В тринадцать лет он убежал из дому и пошел бродить по дорогам Эльзаса. Подряжался на мелкие работы, воровал. И в конце концов пристроился учеником в печатню коммуны Селеста́[94], где вдруг начал рисовать. Очень скоро парень смог зарабатывать на жизнь, продавая свои работы — портреты, карикатуры и пейзажи…
Он по-прежнему бродил по дорогам, терпя побои, сексуальные домогательства и прочие унижения. И стойко переносил все испытания, уповая на лучшее будущее. А пока это был всего лишь голодный калека и даровитый художник, затаивший в душе ярость против всего мира.
Наконец он попадает в Бразон, и Диоцез кажется ему землей обетованной. Анабаптисты не могут отказать ему в милости, о которой он просит — быть окрещенным. Он хочет вверить себя Богу. Это сознательное, обдуманное, добровольное решение. Именно то, что проповедуют Посланники. Его крестят. И оставляют в Обители. Он хороший кузнец — это ремесло папаша все-таки вбил в него клещами — и богобоязненный человек, который смыл с себя мирские грехи и избавился от приступов гнева, обратив слух к учению Господа.
Он читает Библию. Читает «Книгу Мучеников»[95]. Проникается впечатлениями от казней, пыток, утоплений, коим подвергают анабаптистов. Его гнев разгорается вновь, но теперь принимает особую форму, как железо, укрощенное огнем. Он дает себе клятву защищать своих наставников, ограждать их от порока и насилия.
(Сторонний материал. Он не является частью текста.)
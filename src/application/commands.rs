use crate::application::bootstrap::bootstrap_workspace;
use crate::application::reconcile::ReconcileService;
use crate::application::recorder::SessionRecorder;
use crate::application::timer::{JsonFileTimerState, TimerService};
use crate::domain::models::{TaskRecord, normalize_task_name};
use crate::domain::ranks::rank_for_level;
use crate::domain::time_format::format_elapsed;
use crate::infrastructure::auth::{AuthManager, ReqwestIdentityClient};
use crate::infrastructure::config::{AppConfig, load_config};
use crate::infrastructure::credential_store::KeyringCredentialStore;
use crate::infrastructure::error::InfraError;
use crate::infrastructure::remote_store::ReqwestRtdbClient;
use crate::infrastructure::task_store::{JsonFileTaskStore, TaskStoreRepository};
use chrono::Utc;
use serde::Serialize;
use std::collections::BTreeMap;
use std::fs::OpenOptions;
use std::io::Write;
use std::path::PathBuf;
use std::sync::{Arc, Mutex};

/// Everything the mobile shell needs, wired once from a workspace root. The
/// shell renders whatever these commands return and serializes session-stop
/// against sync itself (the sync action is disabled while a timer runs).
pub struct AppState {
    task_store: Arc<JsonFileTaskStore>,
    remote: Arc<ReqwestRtdbClient>,
    recorder: SessionRecorder<JsonFileTaskStore>,
    reconciler: ReconcileService<ReqwestRtdbClient, JsonFileTaskStore>,
    timer: TimerService<JsonFileTimerState>,
    auth: AuthManager<KeyringCredentialStore, ReqwestIdentityClient>,
    logs_dir: PathBuf,
    log_guard: Mutex<()>,
}

impl AppState {
    pub fn new(workspace_root: PathBuf) -> Result<Self, InfraError> {
        let bootstrap = bootstrap_workspace(&workspace_root)?;
        let config: AppConfig = load_config(&bootstrap.config_dir)?;
        let timezone = config.display_timezone()?;

        let task_store = Arc::new(JsonFileTaskStore::new(&bootstrap.tasks_path));
        let remote = Arc::new(ReqwestRtdbClient::new(&config.database_url));
        let timer_state = Arc::new(JsonFileTimerState::new(&bootstrap.timer_path));
        let credential_store = Arc::new(KeyringCredentialStore::default());
        let auth_client = Arc::new(ReqwestIdentityClient::new(&config.api_key));

        Ok(Self {
            recorder: SessionRecorder::new(Arc::clone(&task_store)),
            reconciler: ReconcileService::new(Arc::clone(&remote), Arc::clone(&task_store)),
            timer: TimerService::new(timer_state, timezone),
            auth: AuthManager::new(credential_store, auth_client),
            task_store,
            remote,
            logs_dir: bootstrap.logs_dir,
            log_guard: Mutex::new(()),
        })
    }

    pub fn command_error(&self, command: &str, error: &InfraError) -> String {
        self.log_error(command, &error.to_string());
        error.to_string()
    }

    pub fn log_info(&self, command: &str, message: &str) {
        self.append_log("info", command, message);
    }

    pub fn log_error(&self, command: &str, message: &str) {
        self.append_log("error", command, message);
    }

    fn append_log(&self, level: &str, command: &str, message: &str) {
        let Ok(_guard) = self.log_guard.lock() else {
            return;
        };
        let path = self.logs_dir.join("commands.log");
        let payload = serde_json::json!({
            "timestamp": Utc::now().to_rfc3339(),
            "level": level,
            "command": command,
            "message": message,
        });

        if let Ok(mut file) = OpenOptions::new().create(true).append(true).open(path) {
            let _ = writeln!(file, "{}", payload);
        }
    }
}

#[derive(Debug, Clone, Serialize, PartialEq, Eq)]
pub struct TimerStateResponse {
    pub running: bool,
    pub seconds: Option<u64>,
    pub display: Option<String>,
}

#[derive(Debug, Clone, Serialize, PartialEq, Eq)]
pub struct SessionSavedResponse {
    pub task: String,
    pub record: TaskRecord,
}

#[derive(Debug, Clone, Serialize, PartialEq, Eq)]
pub struct SyncTasksResponse {
    pub pushed: Vec<String>,
    pub reset: Vec<String>,
    pub unchanged: Vec<String>,
}

#[derive(Debug, Clone, Serialize, PartialEq, Eq)]
pub struct RankResponse {
    pub name: String,
    pub min_level: i64,
}

pub async fn sign_in_impl(
    state: &AppState,
    email: String,
    password: String,
    remember: bool,
) -> Result<String, InfraError> {
    let session = state.auth.sign_in(&email, &password, remember).await?;
    state.remote.set_auth_token(Some(session.id_token.clone()))?;
    state.log_info("sign_in", &format!("signed in as {}", session.uid));
    Ok(session.uid)
}

pub fn sign_out_impl(state: &AppState) -> Result<(), InfraError> {
    state.auth.sign_out()?;
    state.remote.set_auth_token(None)?;
    state.log_info("sign_out", "signed out");
    Ok(())
}

pub fn current_uid_impl(state: &AppState) -> Result<Option<String>, InfraError> {
    state.auth.current_uid()
}

pub fn start_timer_impl(state: &AppState) -> Result<TimerStateResponse, InfraError> {
    state.timer.start()?;
    timer_state_impl(state)
}

pub fn timer_state_impl(state: &AppState) -> Result<TimerStateResponse, InfraError> {
    let seconds = state.timer.elapsed_seconds()?;
    Ok(TimerStateResponse {
        running: seconds.is_some(),
        display: seconds.map(format_elapsed),
        seconds,
    })
}

/// Stops the running timer and records the completed session against the
/// given task in one step.
pub fn stop_timer_impl(
    state: &AppState,
    task_name: String,
) -> Result<SessionSavedResponse, InfraError> {
    let session = state.timer.stop()?;
    let record = state.recorder.record_session(
        &task_name,
        session.duration_seconds,
        &session.start_display,
        &session.end_display,
    )?;
    let task = normalize_task_name(&task_name);
    state.log_info("stop_timer", &format!("session saved for {task}"));
    Ok(SessionSavedResponse { task, record })
}

pub fn record_session_impl(
    state: &AppState,
    task_name: String,
    duration_seconds: i64,
    start_display: String,
    end_display: String,
) -> Result<TaskRecord, InfraError> {
    state
        .recorder
        .record_session(&task_name, duration_seconds, &start_display, &end_display)
}

pub fn list_tasks_impl(state: &AppState) -> Result<BTreeMap<String, TaskRecord>, InfraError> {
    state.task_store.load_all()
}

/// User-initiated sync. Aborts with `Unauthenticated` before any network
/// call when nobody is signed in and no saved credentials can restore a
/// session.
pub async fn sync_tasks_impl(state: &AppState) -> Result<SyncTasksResponse, InfraError> {
    let session = state
        .auth
        .ensure_session()
        .await?
        .ok_or(InfraError::Unauthenticated)?;
    state.remote.set_auth_token(Some(session.id_token.clone()))?;

    let report = state.reconciler.reconcile(&session.uid).await?;
    state.log_info(
        "sync_tasks",
        &format!(
            "reconciled {} tasks ({} pushed, {} reset)",
            report.total(),
            report.pushed.len(),
            report.reset.len()
        ),
    );
    Ok(SyncTasksResponse {
        pushed: report.pushed,
        reset: report.reset,
        unchanged: report.unchanged,
    })
}

/// Pretty-printed JSON of the whole local map, for the clipboard/backup
/// collaborator.
pub fn export_snapshot_impl(state: &AppState) -> Result<String, InfraError> {
    let records = state.task_store.load_all()?;
    Ok(serde_json::to_string_pretty(&records)?)
}

pub fn export_record_impl(state: &AppState, task_name: String) -> Result<String, InfraError> {
    let key = normalize_task_name(&task_name);
    let records = state.task_store.load_all()?;
    let record = records
        .get(&key)
        .ok_or_else(|| InfraError::InvalidRecord(format!("unknown task '{key}'")))?;
    Ok(serde_json::to_string_pretty(record)?)
}

/// Replaces the whole local document from raw JSON (the editor screen's raw
/// mode). Input is validated as typed records and keys are normalized; two
/// keys collapsing to the same normalized name is an error rather than a
/// silent merge.
pub fn replace_snapshot_impl(state: &AppState, raw_json: &str) -> Result<usize, InfraError> {
    let parsed: BTreeMap<String, TaskRecord> = serde_json::from_str(raw_json)?;

    let mut normalized = BTreeMap::new();
    for (name, record) in parsed {
        record.validate().map_err(InfraError::InvalidRecord)?;
        let key = normalize_task_name(&name);
        if key.is_empty() {
            return Err(InfraError::InvalidRecord(
                "task name must not be empty".to_string(),
            ));
        }
        if normalized.insert(key.clone(), record).is_some() {
            return Err(InfraError::InvalidRecord(format!(
                "duplicate task key '{key}' after normalization"
            )));
        }
    }

    let count = normalized.len();
    state.task_store.save_all(&normalized)?;
    state.log_info("replace_snapshot", &format!("replaced {count} records"));
    Ok(count)
}

/// Overwrites a single record (the editor screen's visual mode).
pub fn update_record_impl(
    state: &AppState,
    task_name: String,
    record: TaskRecord,
) -> Result<TaskRecord, InfraError> {
    record.validate().map_err(InfraError::InvalidRecord)?;
    let key = normalize_task_name(&task_name);
    if key.is_empty() {
        return Err(InfraError::InvalidRecord(
            "task name must not be empty".to_string(),
        ));
    }

    let mut records = state.task_store.load_all()?;
    records.insert(key, record.clone());
    state.task_store.save_all(&records)?;
    Ok(record)
}

pub fn current_rank_impl(level: Option<i64>) -> RankResponse {
    let rank = rank_for_level(level);
    RankResponse {
        name: rank.name.to_string(),
        min_level: rank.min_level,
    }
}

#[cfg(test)]
mod tests {
    use super::*;

    fn app_state() -> (AppState, tempfile::TempDir) {
        let dir = tempfile::tempdir().expect("temp dir");
        let state = AppState::new(dir.path().to_path_buf()).expect("app state");
        (state, dir)
    }

    #[test]
    fn record_session_persists_to_workspace_document() {
        let (state, dir) = app_state();
        let record = record_session_impl(
            &state,
            "Exercícios".to_string(),
            125,
            "10:00:00".to_string(),
            "10:02:05".to_string(),
        )
        .expect("record");
        assert_eq!(record.total_time_tracked, "000:02");

        let tasks_path = dir.path().join("state").join("tasks.json");
        assert!(tasks_path.is_file());
        let listed = list_tasks_impl(&state).expect("list");
        assert_eq!(listed.get("exercícios"), Some(&record));
    }

    #[test]
    fn timer_flow_stops_into_a_saved_session() {
        let (state, _dir) = app_state();

        let started = start_timer_impl(&state).expect("start");
        assert!(started.running);

        let saved = stop_timer_impl(&state, "Grind".to_string()).expect("stop");
        assert_eq!(saved.task, "grind");
        assert_eq!(saved.record.timeline.len(), 1);

        let idle = timer_state_impl(&state).expect("state");
        assert_eq!(
            idle,
            TimerStateResponse {
                running: false,
                seconds: None,
                display: None,
            }
        );
    }

    #[test]
    fn stop_without_timer_is_an_error() {
        let (state, _dir) = app_state();
        assert!(matches!(
            stop_timer_impl(&state, "Grind".to_string()),
            Err(InfraError::TimerNotRunning)
        ));
    }

    #[test]
    fn snapshot_export_and_replace_roundtrip() {
        let (state, _dir) = app_state();
        record_session_impl(
            &state,
            "Grind".to_string(),
            3600,
            "09:00:00".to_string(),
            "10:00:00".to_string(),
        )
        .expect("record");

        let snapshot = export_snapshot_impl(&state).expect("export");
        assert!(snapshot.contains("\"totalTimeTracked\": \"001:00\""));

        let count = replace_snapshot_impl(&state, &snapshot).expect("replace");
        assert_eq!(count, 1);
        assert_eq!(
            export_record_impl(&state, "GRIND".to_string()).expect("export record"),
            serde_json::to_string_pretty(
                list_tasks_impl(&state).expect("list").get("grind").expect("record")
            )
            .expect("serialize")
        );
    }

    #[test]
    fn replace_normalizes_legacy_keys_and_rejects_collisions() {
        let (state, _dir) = app_state();

        // Un-normalized keys from older documents collapse on import.
        let legacy = r#"{"Exercícios (focado)": {"count":0,"timeline":[],"totalTimeTracked":"000:10","lastTimeSynced":"","timeWasUsed":false}}"#;
        replace_snapshot_impl(&state, legacy).expect("replace legacy");
        assert!(
            list_tasks_impl(&state)
                .expect("list")
                .contains_key("exercícios(focado)")
        );

        let colliding = r#"{
            "Grind": {"count":0,"timeline":[],"totalTimeTracked":"000:10","lastTimeSynced":"","timeWasUsed":false},
            "grind": {"count":0,"timeline":[],"totalTimeTracked":"000:20","lastTimeSynced":"","timeWasUsed":false}
        }"#;
        assert!(matches!(
            replace_snapshot_impl(&state, colliding),
            Err(InfraError::InvalidRecord(_))
        ));
    }

    #[test]
    fn replace_rejects_malformed_json_and_invalid_records() {
        let (state, _dir) = app_state();
        assert!(matches!(
            replace_snapshot_impl(&state, "{not json"),
            Err(InfraError::Json(_))
        ));
        let invalid_total = r#"{"grind": {"count":0,"timeline":[],"totalTimeTracked":"2h","lastTimeSynced":"","timeWasUsed":false}}"#;
        assert!(matches!(
            replace_snapshot_impl(&state, invalid_total),
            Err(InfraError::InvalidRecord(_))
        ));
    }

    #[test]
    fn update_record_stores_under_normalized_key() {
        let (state, _dir) = app_state();
        let record = TaskRecord {
            total_time_tracked: "000:05".to_string(),
            ..TaskRecord::default()
        };
        update_record_impl(&state, "Caminhada ".to_string(), record.clone()).expect("update");
        assert_eq!(
            list_tasks_impl(&state).expect("list").get("caminhada"),
            Some(&record)
        );
    }

    #[test]
    fn export_of_unknown_task_is_an_error() {
        let (state, _dir) = app_state();
        assert!(matches!(
            export_record_impl(&state, "missing".to_string()),
            Err(InfraError::InvalidRecord(_))
        ));
    }

    #[test]
    fn rank_command_maps_levels() {
        assert_eq!(current_rank_impl(None).name, "Novice");
        assert_eq!(current_rank_impl(Some(817_000)).name, "Diamond Dog");
    }
}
По вечерам он делает рисунки для богословских книг. Интересуется документами на собственность Обители, уговаривает Посланников зарегистрировать их у нотариуса, основывает кооператив со статусом частной собственности, таким же, как все окрестные виноградники, — словом, оскверняет себя всеми мирскими делами, лишь бы его новые хозяева не пачкали этим руки.
Однако в Диоцезе мнения на его счет расходятся. Ланц не принадлежит к ним, он чужак, он постоянно нарушает закон «порядка и повиновения», он живет в Обители, но держится особняком, — словом, это существо не их крови, грешник, пария, святотатец. Тем не менее некоторые считают его провидцем. В этом наступающем веке, чреватом хаосом и конфликтами, Отто послужит им щитом.
Первая мировая война доказывает его значимость. Анабаптисты отказываются браться за оружие. Их арестовывают, расстреливают. Отто пользуется всеобщим хаосом, чтобы сделать смелый шаг. Он убеждает германские власти (в ту пору Эльзас принадлежал рейху), что анабаптисты необходимы армии как надежный арьергард: им можно поручить полевые госпитали, столовые, службу связи… Словом, все что угодно, лишь бы не заставлять стрелять. Немецкие генералы, по горло занятые бойней в траншеях, соглашаются — Посланники не будут участвовать в боях.
По окончании войны Эльзас опять стал французским, и анабаптисты вернулись к своим виноградникам. Их вино снова течет рекой, а статус Отто в Обители повышается день ото дня. Его назначают архиепископом Диоцеза — факт из ряда вон выходящий, поскольку он, в силу своего происхождения, не принадлежит к секте.
Но Посланники обязаны ему процветанием виноделия — ведь именно его умелое руководство обеспечивает независимость Обители. Более того, Ланц предусмотрел еще одну опасность — туристов. Надежные изгороди, охрана, таблички «Частная собственность»… Отныне любопытным уже не удастся посягнуть на их земли.